Stored items
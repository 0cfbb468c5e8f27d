//! Transaction support for atomic output generation
//!
//! Generated units are written into a staging directory inside the output
//! directory first. Only once every unit of the run is staged does [`OutputTransaction::commit`]
//! move them into place, so a failed run never leaves a half-regenerated tree.
//!
//! A commit replaces the whole generated set: units an earlier run emitted
//! that are not part of this run are removed along with it. Other files in the
//! output directory are never touched.
//!
//! ## Usage
//!
//! ```ignore
//! let mut transaction = OutputTransaction::begin(&output_dir)?;
//! transaction.stage(&unit)?;
//!
//! // On success:
//! transaction.commit()?;
//!
//! // On error (automatic via Drop if not committed):
//! // staged files are discarded and the output directory is untouched
//! ```

use std::fs::{self, File, OpenOptions};
use std::io::{ErrorKind, Read, Write};
use std::path::{Path, PathBuf};

use tempfile::TempDir;

use crate::emitter::{self, GeneratedUnit};
use crate::error::{self, ResembedError, Result};

/// Prefix of the staging directory created inside the output directory
pub const STAGING_PREFIX: &str = ".resembed-staging-";

/// Name of the directory inside staging that holds replaced files during commit
const BACKUP_DIR: &str = "backup";

/// Bytes read from an existing file to look for the generated-unit banner
const HEAD_LEN: u64 = 4096;

/// A file moved into or out of the output directory during commit
#[derive(Debug)]
struct AppliedFile {
    target: PathBuf,
    /// Previous content of `target`, moved aside
    backup: Option<PathBuf>,
}

/// A set of generated units that is applied all at once
#[derive(Debug)]
pub struct OutputTransaction {
    /// Output directory path
    output_dir: PathBuf,

    /// Staging directory; removed when the transaction ends
    staging: Option<TempDir>,

    /// File names staged so far, in staging order
    staged: Vec<String>,

    /// Whether this transaction created the output directory
    created_output_dir: bool,

    /// Staging lives outside the output directory, which is only compared
    check_only: bool,

    /// Whether the transaction has been committed
    committed: bool,
}

impl OutputTransaction {
    /// Begin a transaction writing into `output_dir`, creating it if missing
    pub fn begin(output_dir: &Path) -> Result<Self> {
        let created_output_dir = !output_dir.exists();
        if created_output_dir {
            fs::create_dir_all(output_dir).map_err(|e| error::fs::write_failed(output_dir, e))?;
        }

        let staging = tempfile::Builder::new()
            .prefix(STAGING_PREFIX)
            .tempdir_in(output_dir)
            .map_err(|e| error::fs::write_failed(output_dir, e));

        // Undo the directory creation if staging could not be set up
        let staging = match staging {
            Ok(staging) => staging,
            Err(e) => {
                if created_output_dir {
                    let _ = fs::remove_dir(output_dir);
                }
                return Err(e);
            }
        };

        Ok(Self {
            output_dir: output_dir.to_path_buf(),
            staging: Some(staging),
            staged: Vec::new(),
            created_output_dir,
            check_only: false,
            committed: false,
        })
    }

    /// Begin a transaction that stages in the system temporary directory and
    /// never writes `output_dir`, which may be missing or read-only.
    ///
    /// Only [`OutputTransaction::outdated_files`] is meaningful for it.
    pub fn begin_check(output_dir: &Path) -> Result<Self> {
        let staging = tempfile::Builder::new()
            .prefix(STAGING_PREFIX)
            .tempdir()
            .map_err(|e| error::fs::write_failed(&std::env::temp_dir(), e))?;

        Ok(Self {
            output_dir: output_dir.to_path_buf(),
            staging: Some(staging),
            staged: Vec::new(),
            created_output_dir: false,
            check_only: true,
            committed: false,
        })
    }

    /// Path of the staging directory
    pub fn staging_dir(&self) -> &Path {
        match &self.staging {
            Some(staging) => staging.path(),
            None => &self.output_dir,
        }
    }

    /// Number of staged units
    pub fn len(&self) -> usize {
        self.staged.len()
    }

    /// Write `unit` into the staging directory.
    ///
    /// A unit whose file already exists in staging is an identifier collision;
    /// this catches names that differ only in case on case-insensitive file systems.
    pub fn stage(&mut self, unit: &GeneratedUnit) -> Result<()> {
        let path = self.staging_dir().join(&unit.file_name);
        let mut file = match OpenOptions::new().write(true).create_new(true).open(&path) {
            Ok(file) => file,
            Err(e) if e.kind() == ErrorKind::AlreadyExists => return Err(self.collision(unit)),
            Err(e) => return Err(error::fs::write_failed(&path, e)),
        };
        file.write_all(unit.contents.as_bytes())
            .and_then(|()| file.flush())
            .map_err(|e| error::fs::write_failed(&path, e))?;

        self.staged.push(unit.file_name.clone());
        Ok(())
    }

    fn collision(&self, unit: &GeneratedUnit) -> ResembedError {
        let first = self
            .staged
            .iter()
            .find(|name| name.eq_ignore_ascii_case(&unit.file_name))
            .unwrap_or(&unit.file_name);

        ResembedError::IdentifierCollision {
            identifier: unit.name.clone(),
            first: first.clone(),
            second: unit.file_name.clone(),
        }
    }

    /// Generated units in the output directory that this run did not stage
    pub fn stale_files(&self) -> Result<Vec<String>> {
        let entries = match fs::read_dir(&self.output_dir) {
            Ok(entries) => entries,
            Err(e) if e.kind() == ErrorKind::NotFound => return Ok(Vec::new()),
            Err(e) => return Err(error::fs::read_failed(&self.output_dir, e)),
        };

        let mut stale = Vec::new();
        for entry in entries {
            let entry = entry.map_err(|e| error::fs::read_failed(&self.output_dir, e))?;
            if !entry.file_type().is_ok_and(|t| t.is_file()) {
                continue;
            }
            let Some(name) = entry.file_name().to_str().map(str::to_owned) else {
                continue;
            };
            if !self.staged.contains(&name) && is_generated_file(&entry.path()) {
                stale.push(name);
            }
        }

        stale.sort();
        Ok(stale)
    }

    /// Files whose state in the output directory differs from this run: staged
    /// files that are missing or changed, then stale generated units.
    pub fn outdated_files(&self) -> Result<Vec<String>> {
        let mut outdated = Vec::new();

        for name in &self.staged {
            let staged_path = self.staging_dir().join(name);
            let staged = fs::read(&staged_path).map_err(|e| error::fs::read_failed(&staged_path, e))?;

            let target = self.output_dir.join(name);
            match fs::read(&target) {
                Ok(existing) if existing == staged => {}
                Ok(_) => outdated.push(name.clone()),
                Err(e) if e.kind() == ErrorKind::NotFound => outdated.push(name.clone()),
                Err(e) => return Err(error::fs::read_failed(&target, e)),
            }
        }

        outdated.extend(self.stale_files()?);
        Ok(outdated)
    }

    /// Replace the generated set in the output directory with the staged files.
    ///
    /// Stale generated units are moved out first, then staged files are moved in.
    /// If any move fails, every move already made is rolled back and the
    /// previous output is restored.
    pub fn commit(mut self) -> Result<()> {
        if self.check_only {
            return Err(error::fs::write_failed(
                &self.output_dir,
                "transaction was opened for checking only",
            ));
        }

        let stale = self.stale_files()?;
        let staging_dir = self.staging_dir().to_path_buf();
        let backup_dir = staging_dir.join(BACKUP_DIR);
        fs::create_dir(&backup_dir).map_err(|e| error::fs::write_failed(&backup_dir, e))?;

        let retired = stale
            .iter()
            .map(|name| retire_file(&self.output_dir.join(name), &backup_dir.join(name)));
        let moved = self.staged.iter().map(|name| {
            apply_file(&staging_dir.join(name), &self.output_dir.join(name), &backup_dir.join(name))
        });

        let mut applied = Vec::with_capacity(stale.len() + self.staged.len());
        for result in retired.chain(moved) {
            match result {
                Ok(file) => applied.push(file),
                Err(e) => {
                    rollback(&applied);
                    return Err(e);
                }
            }
        }

        self.committed = true;
        Ok(())
    }
}

/// Whether the file at `path` starts with the generated-unit banner
fn is_generated_file(path: &Path) -> bool {
    let mut head = Vec::new();
    File::open(path)
        .and_then(|file| file.take(HEAD_LEN).read_to_end(&mut head))
        .is_ok_and(|_| emitter::is_generated_source(&String::from_utf8_lossy(&head)))
}

/// Move a stale `target` to `backup`
fn retire_file(target: &Path, backup: &Path) -> Result<AppliedFile> {
    fs::rename(target, backup).map_err(|e| error::fs::write_failed(target, e))?;
    Ok(AppliedFile {
        target: target.to_path_buf(),
        backup: Some(backup.to_path_buf()),
    })
}

/// Move `staged` to `target`, first moving an existing `target` to `backup`
fn apply_file(staged: &Path, target: &Path, backup: &Path) -> Result<AppliedFile> {
    let backup = if target.exists() {
        fs::rename(target, backup).map_err(|e| error::fs::write_failed(target, e))?;
        Some(backup.to_path_buf())
    } else {
        None
    };

    if let Err(e) = fs::rename(staged, target) {
        if let Some(backup) = &backup {
            let _ = fs::rename(backup, target);
        }
        return Err(error::fs::write_failed(target, e));
    }

    Ok(AppliedFile {
        target: target.to_path_buf(),
        backup,
    })
}

/// Restore the output directory to its state before commit started
fn rollback(applied: &[AppliedFile]) {
    for file in applied.iter().rev() {
        let restored = match &file.backup {
            Some(backup) => fs::rename(backup, &file.target),
            None => fs::remove_file(&file.target),
        };
        if let Err(e) = restored {
            eprintln!(
                "Warning: Failed to restore {}: {}",
                file.target.display(),
                e
            );
        }
    }
}

impl Drop for OutputTransaction {
    fn drop(&mut self) {
        // Staging has to go before the output directory can be removed
        if let Some(staging) = self.staging.take() {
            if let Err(e) = staging.close() {
                eprintln!("Warning: Failed to remove staging directory: {}", e);
            }
        }

        if !self.committed && self.created_output_dir {
            // Only remove if empty
            if fs::read_dir(&self.output_dir)
                .map(|mut d| d.next().is_none())
                .unwrap_or(false)
            {
                let _ = fs::remove_dir(&self.output_dir);
            }
        }
    }
}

> [Task description]
Could you please copy the lines above exactly, beginning at the first and ending at the line that contains "is only compared"?

> [Output of the exercise]
repository 0cfbb468c5e8f27d
//! Transaction support for atomic output generation
//!
//! Generated units are written into a staging directory inside the output
//! directory first. Only once every unit of the run is staged does [`OutputTransaction::commit`]
//! move them into place, so a failed run never leaves a half-regenerated tree.
//!
//! A commit replaces the whole generated set: units an earlier run emitted
//! that are not part of this run are removed along with it. Other files in the
//! output directory are never touched.
//!
//! ## Usage
//!
//! ```ignore
//! let mut transaction = OutputTransaction::begin(&output_dir)?;
//! transaction.stage(&unit)?;
//!
//! // On success:
//! transaction.commit()?;
//!
//! // On error (automatic via Drop if not committed):
//! // staged files are discarded and the output directory is untouched
//! ```

use std::fs::{self, File, OpenOptions};
use std::io::{ErrorKind, Read, Write};
use std::path::{Path, PathBuf};

use tempfile::TempDir;

use crate::emitter::{self, GeneratedUnit};
use crate::error::{self, ResembedError, Result};

/// Prefix of the staging directory created inside the output directory
pub const STAGING_PREFIX: &str = ".resembed-staging-";

/// Name of the directory inside staging that holds replaced files during commit
const BACKUP_DIR: &str = "backup";

/// Bytes read from an existing file to look for the generated-unit banner
const HEAD_LEN: u64 = 4096;

/// A file moved into or out of the output directory during commit
#[derive(Debug)]
struct AppliedFile {
    target: PathBuf,
    /// Previous content of `target`, moved aside
    backup: Option<PathBuf>,
}

/// A set of generated units that is applied all at once
#[derive(Debug)]
pub struct OutputTransaction {
    /// Output directory path
    output_dir: PathBuf,

    /// Staging directory; removed when the transaction ends
    staging: Option<TempDir>,

    /// File names staged so far, in staging order
    staged: Vec<String>,

    /// Whether this transaction created the output directory
    created_output_dir: bool,

    /// Staging lives outside the output directory, which is only compared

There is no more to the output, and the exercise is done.